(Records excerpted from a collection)
════════════════════

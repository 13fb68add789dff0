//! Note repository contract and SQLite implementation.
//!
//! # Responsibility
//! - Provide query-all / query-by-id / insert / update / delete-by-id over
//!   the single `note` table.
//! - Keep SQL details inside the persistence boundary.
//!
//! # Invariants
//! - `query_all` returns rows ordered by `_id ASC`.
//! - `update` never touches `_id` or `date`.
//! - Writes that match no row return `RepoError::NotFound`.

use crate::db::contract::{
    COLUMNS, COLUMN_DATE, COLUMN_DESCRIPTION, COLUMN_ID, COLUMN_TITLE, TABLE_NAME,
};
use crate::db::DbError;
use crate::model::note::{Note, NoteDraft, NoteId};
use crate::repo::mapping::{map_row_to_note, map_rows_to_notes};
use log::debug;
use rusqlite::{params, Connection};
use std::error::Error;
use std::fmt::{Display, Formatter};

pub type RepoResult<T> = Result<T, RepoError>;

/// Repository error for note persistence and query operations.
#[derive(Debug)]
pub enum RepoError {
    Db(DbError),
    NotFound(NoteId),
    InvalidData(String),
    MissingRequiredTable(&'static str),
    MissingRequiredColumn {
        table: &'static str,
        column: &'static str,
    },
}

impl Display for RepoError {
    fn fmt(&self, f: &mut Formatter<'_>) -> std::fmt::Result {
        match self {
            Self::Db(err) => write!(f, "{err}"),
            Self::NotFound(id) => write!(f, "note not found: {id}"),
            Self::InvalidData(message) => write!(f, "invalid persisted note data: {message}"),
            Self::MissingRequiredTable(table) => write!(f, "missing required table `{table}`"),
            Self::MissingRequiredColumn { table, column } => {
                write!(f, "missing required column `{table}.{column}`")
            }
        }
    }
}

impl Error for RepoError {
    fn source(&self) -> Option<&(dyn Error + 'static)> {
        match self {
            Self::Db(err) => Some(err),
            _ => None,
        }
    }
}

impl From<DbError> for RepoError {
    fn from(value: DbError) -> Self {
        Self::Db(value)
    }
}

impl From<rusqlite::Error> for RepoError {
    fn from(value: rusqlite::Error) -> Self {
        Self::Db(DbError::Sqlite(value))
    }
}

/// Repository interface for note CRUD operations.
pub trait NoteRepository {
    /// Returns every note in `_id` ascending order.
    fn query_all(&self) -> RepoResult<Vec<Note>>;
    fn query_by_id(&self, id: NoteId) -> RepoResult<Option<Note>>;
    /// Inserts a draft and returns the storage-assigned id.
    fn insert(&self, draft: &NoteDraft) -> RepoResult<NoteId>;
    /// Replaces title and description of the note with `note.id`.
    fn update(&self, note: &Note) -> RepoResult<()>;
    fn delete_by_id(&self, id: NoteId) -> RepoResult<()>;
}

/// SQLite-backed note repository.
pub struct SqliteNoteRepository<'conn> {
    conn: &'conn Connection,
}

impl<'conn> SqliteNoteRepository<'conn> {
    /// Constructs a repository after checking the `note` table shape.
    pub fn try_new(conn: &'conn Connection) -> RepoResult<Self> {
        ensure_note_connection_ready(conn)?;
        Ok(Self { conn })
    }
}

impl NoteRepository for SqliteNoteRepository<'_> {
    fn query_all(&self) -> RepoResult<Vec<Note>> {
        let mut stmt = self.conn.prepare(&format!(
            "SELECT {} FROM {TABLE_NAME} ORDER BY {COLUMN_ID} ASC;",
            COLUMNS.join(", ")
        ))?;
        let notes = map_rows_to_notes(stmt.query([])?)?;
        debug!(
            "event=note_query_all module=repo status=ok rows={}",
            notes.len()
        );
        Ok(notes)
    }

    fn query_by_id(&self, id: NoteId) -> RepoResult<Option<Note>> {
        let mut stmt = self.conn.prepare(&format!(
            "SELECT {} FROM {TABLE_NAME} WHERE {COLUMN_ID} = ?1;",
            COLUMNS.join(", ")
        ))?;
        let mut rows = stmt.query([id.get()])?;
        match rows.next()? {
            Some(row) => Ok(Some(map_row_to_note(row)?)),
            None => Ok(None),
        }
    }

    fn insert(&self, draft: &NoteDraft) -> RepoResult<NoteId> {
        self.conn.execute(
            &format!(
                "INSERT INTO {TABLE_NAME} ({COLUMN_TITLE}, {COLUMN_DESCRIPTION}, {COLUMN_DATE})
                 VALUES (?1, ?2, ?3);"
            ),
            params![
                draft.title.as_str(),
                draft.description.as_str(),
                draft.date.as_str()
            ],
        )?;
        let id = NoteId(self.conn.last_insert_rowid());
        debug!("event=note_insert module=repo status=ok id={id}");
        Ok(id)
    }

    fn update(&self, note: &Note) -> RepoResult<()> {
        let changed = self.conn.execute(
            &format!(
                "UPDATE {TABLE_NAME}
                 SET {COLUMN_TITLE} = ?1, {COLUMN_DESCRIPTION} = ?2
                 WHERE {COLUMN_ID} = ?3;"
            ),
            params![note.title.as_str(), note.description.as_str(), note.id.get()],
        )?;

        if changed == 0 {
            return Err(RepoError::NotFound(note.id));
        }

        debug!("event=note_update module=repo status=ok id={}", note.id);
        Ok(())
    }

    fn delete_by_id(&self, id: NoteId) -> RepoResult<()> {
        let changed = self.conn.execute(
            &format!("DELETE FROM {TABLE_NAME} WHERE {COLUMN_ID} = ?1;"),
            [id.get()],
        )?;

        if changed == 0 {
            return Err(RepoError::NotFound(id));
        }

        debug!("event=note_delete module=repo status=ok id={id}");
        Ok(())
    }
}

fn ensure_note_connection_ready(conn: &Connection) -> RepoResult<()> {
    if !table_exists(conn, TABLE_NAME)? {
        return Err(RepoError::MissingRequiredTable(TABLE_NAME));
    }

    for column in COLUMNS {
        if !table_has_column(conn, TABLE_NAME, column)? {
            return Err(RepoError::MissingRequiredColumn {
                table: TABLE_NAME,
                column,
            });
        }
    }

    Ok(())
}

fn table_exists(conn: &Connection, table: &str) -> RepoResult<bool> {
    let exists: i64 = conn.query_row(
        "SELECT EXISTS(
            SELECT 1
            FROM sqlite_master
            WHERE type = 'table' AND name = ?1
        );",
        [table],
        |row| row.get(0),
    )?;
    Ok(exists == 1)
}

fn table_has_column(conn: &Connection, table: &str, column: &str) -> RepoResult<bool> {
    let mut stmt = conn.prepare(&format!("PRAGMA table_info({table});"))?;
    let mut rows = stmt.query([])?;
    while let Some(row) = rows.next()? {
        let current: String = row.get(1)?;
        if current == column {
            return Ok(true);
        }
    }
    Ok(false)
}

════════════════════

• **The problem**
Each line in the data that holds the word "current" must be copied.

• **Response to this exercise**
        let current: String = row.get(1)?;
        if current == column {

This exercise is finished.